Audi has pulled the covers off its all-new RS7 Sportback ahead of the four-door model's launch in 2020. Mixing 4.0 TFSI power with a mild hybrid system, the RS7 has been given a quattro all-wheel drive system capable of sending up to 85 per cent of torque rearwards, a chassis with tracks 40mm wider than the A7 and air suspension offering a wider range of parameters. It's a setup that increases the size of gap to the regular A7 line-up and reinforces the RS-grade Sportback's position as a properly distinguished range-topper.
Significantly, the wide-arch-wearing RS7 arrives at the Frankfurt motor show only two months before BMW introduces its M8 Gran Coupe to the super-fast four-door segment, with the latter expected to receive the same rear-drive capable all-wheel drive system as the regular M8. The RS7's adjustable driveline could therefore be considered a direct response to its Bavarian competitor's new model; or, as evidenced by the growing number of Audis to promise playfulness, perhaps it comes as the most extreme example yet of Ingolstadt's slightly less blunt approach to chassis set up.
Either way, the RS7's headline attraction is claimed to be under the bonnet where Audi's 4.0-litre V8 is assisted by a now-familiar mild hybrid system, providing it with the torque filled upshifts and enhanced peak outputs. The RS7 Sportback puts both components to good use; 600hp and 590lb ft of torque are claimed for the car on paper, the latter arriving between 2,100-4,500rpm. Those figures propel the Sportback from 0-62mph in 3.6 seconds and, with the optional Dynamic Plus Pack deleting the factory-fit 155mph limiter, it'll hit 190mph.
Unsurprisingly, the 48v mild hybrid system also enhances efficiency, with the belt alternator starter recovering up to 12kW of power to feed into a lithium-ion battery for use in start/stop scenarios or to extend the engine's coasting abilities. Additionally, Audi's cylinder on demand tech works seamlessly in the background to save as much as 0.8 litres of fuel per 100 kilometres alone. Still, expect to find the MHEV hardware's torque-filling traits most satisfying; the motor maintains thrust in the milliseconds between upshifts in the RS7's eight-speed Tiptronic gearbox.

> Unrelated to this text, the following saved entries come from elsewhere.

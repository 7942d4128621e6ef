//! Lock-free counters for the sharing client and the location store
//!
//! All atomics use Relaxed ordering: these are statistics only and must
//! not be used to coordinate behaviour.

use std::sync::atomic::{AtomicU64, Ordering};
use std::time::Instant;
use tracing::info;

/// Counters for one client process (accumulated across sessions)
pub struct SessionMetrics {
    samples_received: AtomicU64,
    samples_suppressed: AtomicU64,
    samples_invalid: AtomicU64,
    pushes: AtomicU64,
    store_failures: AtomicU64,
    counterpart_live: AtomicU64,
    counterpart_synthesized: AtomicU64,
    counterpart_suppressed: AtomicU64,
    analyses_remote: AtomicU64,
    analyses_fallback: AtomicU64,
    analyses_throttled: AtomicU64,
    started_at: Instant,
}

/// Point-in-time copy of [`SessionMetrics`]
#[derive(Debug, Clone, Copy, PartialEq, Eq)]
pub struct SessionMetricsSummary {
    pub samples_received: u64,
    pub samples_suppressed: u64,
    pub samples_invalid: u64,
    pub pushes: u64,
    pub store_failures: u64,
    pub counterpart_live: u64,
    pub counterpart_synthesized: u64,
    pub counterpart_suppressed: u64,
    pub analyses_remote: u64,
    pub analyses_fallback: u64,
    pub analyses_throttled: u64,
    pub uptime_secs: u64,
}

impl Default for SessionMetrics {
    fn default() -> Self {
        Self::new()
    }
}

impl SessionMetrics {
    pub fn new() -> Self {
        Self {
            samples_received: AtomicU64::new(0),
            samples_suppressed: AtomicU64::new(0),
            samples_invalid: AtomicU64::new(0),
            pushes: AtomicU64::new(0),
            store_failures: AtomicU64::new(0),
            counterpart_live: AtomicU64::new(0),
            counterpart_synthesized: AtomicU64::new(0),
            counterpart_suppressed: AtomicU64::new(0),
            analyses_remote: AtomicU64::new(0),
            analyses_fallback: AtomicU64::new(0),
            analyses_throttled: AtomicU64::new(0),
            started_at: Instant::now(),
        }
    }

    #[inline]
    pub fn record_sample(&self) {
        self.samples_received.fetch_add(1, Ordering::Relaxed);
    }

    #[inline]
    pub fn record_sample_suppressed(&self) {
        self.samples_suppressed.fetch_add(1, Ordering::Relaxed);
    }

    #[inline]
    pub fn record_sample_invalid(&self) {
        self.samples_invalid.fetch_add(1, Ordering::Relaxed);
    }

    #[inline]
    pub fn record_push(&self) {
        self.pushes.fetch_add(1, Ordering::Relaxed);
    }

    #[inline]
    pub fn record_store_failure(&self) {
        self.store_failures.fetch_add(1, Ordering::Relaxed);
    }

    #[inline]
    pub fn record_counterpart_live(&self) {
        self.counterpart_live.fetch_add(1, Ordering::Relaxed);
    }

    #[inline]
    pub fn record_counterpart_synthesized(&self) {
        self.counterpart_synthesized.fetch_add(1, Ordering::Relaxed);
    }

    #[inline]
    pub fn record_counterpart_suppressed(&self) {
        self.counterpart_suppressed.fetch_add(1, Ordering::Relaxed);
    }

    #[inline]
    pub fn record_analysis_remote(&self) {
        self.analyses_remote.fetch_add(1, Ordering::Relaxed);
    }

    #[inline]
    pub fn record_analysis_fallback(&self) {
        self.analyses_fallback.fetch_add(1, Ordering::Relaxed);
    }

    #[inline]
    pub fn record_analysis_throttled(&self) {
        self.analyses_throttled.fetch_add(1, Ordering::Relaxed);
    }

    pub fn report(&self) -> SessionMetricsSummary {
        SessionMetricsSummary {
            samples_received: self.samples_received.load(Ordering::Relaxed),
            samples_suppressed: self.samples_suppressed.load(Ordering::Relaxed),
            samples_invalid: self.samples_invalid.load(Ordering::Relaxed),
            pushes: self.pushes.load(Ordering::Relaxed),
            store_failures: self.store_failures.load(Ordering::Relaxed),
            counterpart_live: self.counterpart_live.load(Ordering::Relaxed),
            counterpart_synthesized: self.counterpart_synthesized.load(Ordering::Relaxed),
            counterpart_suppressed: self.counterpart_suppressed.load(Ordering::Relaxed),
            analyses_remote: self.analyses_remote.load(Ordering::Relaxed),
            analyses_fallback: self.analyses_fallback.load(Ordering::Relaxed),
            analyses_throttled: self.analyses_throttled.load(Ordering::Relaxed),
            uptime_secs: self.started_at.elapsed().as_secs(),
        }
    }
}

impl SessionMetricsSummary {
    pub fn log(&self) {
        info!(
            samples = %self.samples_received,
            suppressed = %self.samples_suppressed,
            invalid = %self.samples_invalid,
            pushes = %self.pushes,
            store_failures = %self.store_failures,
            counterpart_live = %self.counterpart_live,
            counterpart_synth = %self.counterpart_synthesized,
            counterpart_suppressed = %self.counterpart_suppressed,
            analyses_remote = %self.analyses_remote,
            analyses_fallback = %self.analyses_fallback,
            analyses_throttled = %self.analyses_throttled,
            uptime_secs = %self.uptime_secs,
            "session_metrics"
        );
    }
}

/// Counters for the location store service
pub struct StoreMetrics {
    location_updates: AtomicU64,
    location_queries: AtomicU64,
    location_listings: AtomicU64,
    bad_requests: AtomicU64,
    proxy_requests: AtomicU64,
    proxy_failures: AtomicU64,
}

#[derive(Debug, Clone, Copy, PartialEq, Eq)]
pub struct StoreMetricsSummary {
    pub location_updates: u64,
    pub location_queries: u64,
    pub location_listings: u64,
    pub bad_requests: u64,
    pub proxy_requests: u64,
    pub proxy_failures: u64,
}

impl Default for StoreMetrics {
    fn default() -> Self {
        Self::new()
    }
}

impl StoreMetrics {
    pub fn new() -> Self {
        Self {
            location_updates: AtomicU64::new(0),
            location_queries: AtomicU64::new(0),
            location_listings: AtomicU64::new(0),
            bad_requests: AtomicU64::new(0),
            proxy_requests: AtomicU64::new(0),
            proxy_failures: AtomicU64::new(0),
        }
    }

    #[inline]
    pub fn record_location_update(&self) {
        self.location_updates.fetch_add(1, Ordering::Relaxed);
    }

    #[inline]
    pub fn record_location_query(&self) {
        self.location_queries.fetch_add(1, Ordering::Relaxed);
    }

    #[inline]
    pub fn record_location_listing(&self) {
        self.location_listings.fetch_add(1, Ordering::Relaxed);
    }

    #[inline]
    pub fn record_bad_request(&self) {
        self.bad_requests.fetch_add(1, Ordering::Relaxed);
    }

    #[inline]
    pub fn record_proxy_request(&self) {
        self.proxy_requests.fetch_add(1, Ordering::Relaxed);
    }

    #[inline]
    pub fn record_proxy_failure(&self) {
        self.proxy_failures.fetch_add(1, Ordering::Relaxed);
    }

    pub fn report(&self) -> StoreMetricsSummary {
        StoreMetricsSummary {
            location_updates: self.location_updates.load(Ordering::Relaxed),
            location_queries: self.location_queries.load(Ordering::Relaxed),
            location_listings: self.location_listings.load(Ordering::Relaxed),
            bad_requests: self.bad_requests.load(Ordering::Relaxed),
            proxy_requests: self.proxy_requests.load(Ordering::Relaxed),
            proxy_failures: self.proxy_failures.load(Ordering::Relaxed),
        }
    }
}

#[cfg(test)]
mod tests {
    use super::*;

    #[test]
    fn test_session_counters() {
        let metrics = SessionMetrics::new();
        metrics.record_sample();
        metrics.record_sample();
        metrics.record_sample_suppressed();
        metrics.record_push();
        metrics.record_counterpart_synthesized();
        metrics.record_analysis_fallback();

        let summary = metrics.report();
        assert_eq!(summary.samples_received, 2);
        assert_eq!(summary.samples_suppressed, 1);
        assert_eq!(summary.pushes, 1);
        assert_eq!(summary.counterpart_synthesized, 1);
        assert_eq!(summary.analyses_fallback, 1);
        assert_eq!(summary.analyses_remote, 0);
    }

    #[test]
    fn test_report_does_not_reset() {
        let metrics = StoreMetrics::new();
        metrics.record_location_update();
        assert_eq!(metrics.report().location_updates, 1);
        assert_eq!(metrics.report().location_updates, 1);
    }
}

In normal driving scenarios, 60 per cent of torque is passed to the back axle via a mechanical centre differential, with the aforementioned 85 per cent peak only reached in certain circumstances. Audi puts it like this: "If one wheel slips, more drive torque automatically goes to the axle with the better traction", which suggests it's a balancing system rather than hooligan-minded response to BMW's oversteer happy rear-drive tech. But as PH found out in the S4 85 per cent of Ingolstadt-supplied torque can provide noticeable adjustability - even if only of Audi-sized proportions.
Elsewhere the manufacturer has given the model air suspension with new modules, enabling the RS7 to sit 20mm lower than the A7 at rest, be lowered by 10mm in its sportiest modes or, should you ask it to, raise to regular A7 heights. The suspension, which works with damping specific to the RS7, can be tuned with a maximum spring rate that's 50 per cent higher when the optional Dynamic Plus pack is specced. If you prefer things to be more permanently hunkered down, Audi's optional RS sport suspension and its Dynamic Ride Control aims to almost completely eliminate pitch and roll at pace - although it may prove counterproductive for the four-door on British B-roads; ditto swapping the standard 21-inch aluminium wheels for 22-inch alternatives. One to investigate next year.
PHers may wince at the standard fitment of progressive steering, but while its inclusion suggests we shouldn't expect much feedback through the rack with its infinitely variable strain wave gearing, it ought to at least give the RS7 quick responses at pace. For enhanced agility, Audi has carried over the A7's all-wheel steer system and prepared it for the 600hp application, though it remains an optional extra. More significantly, the button-selectable RS1 and RS2 modes introduced on the RS6 migrate, offering shortcut routes to optimising the chassis, powertrain and ESC settings. Finally, you've got perforated brake discs of 420mm/370mm diameters or optional ceramics of 440mm/370mm to gather it all up.
Cram that lot into a four-seater bodyshell with boot space to carry 535 litres of luggage (1,390 litres with the seats down), Audi's latest Virtual Cockpit wizardry and an exterior design that looks suspiciously superior to the RS6 Avant, and you've got a car potentially well placed to take the battle to BMW. Certainly, the mix of brutish V8 and MHEV hardware leaves the new RS7 Sportback looking broadly talented to a new buyer. Whether its enough to overcome the appeal of a rear-driven M8 Gran Coupe, we look forward to finding out.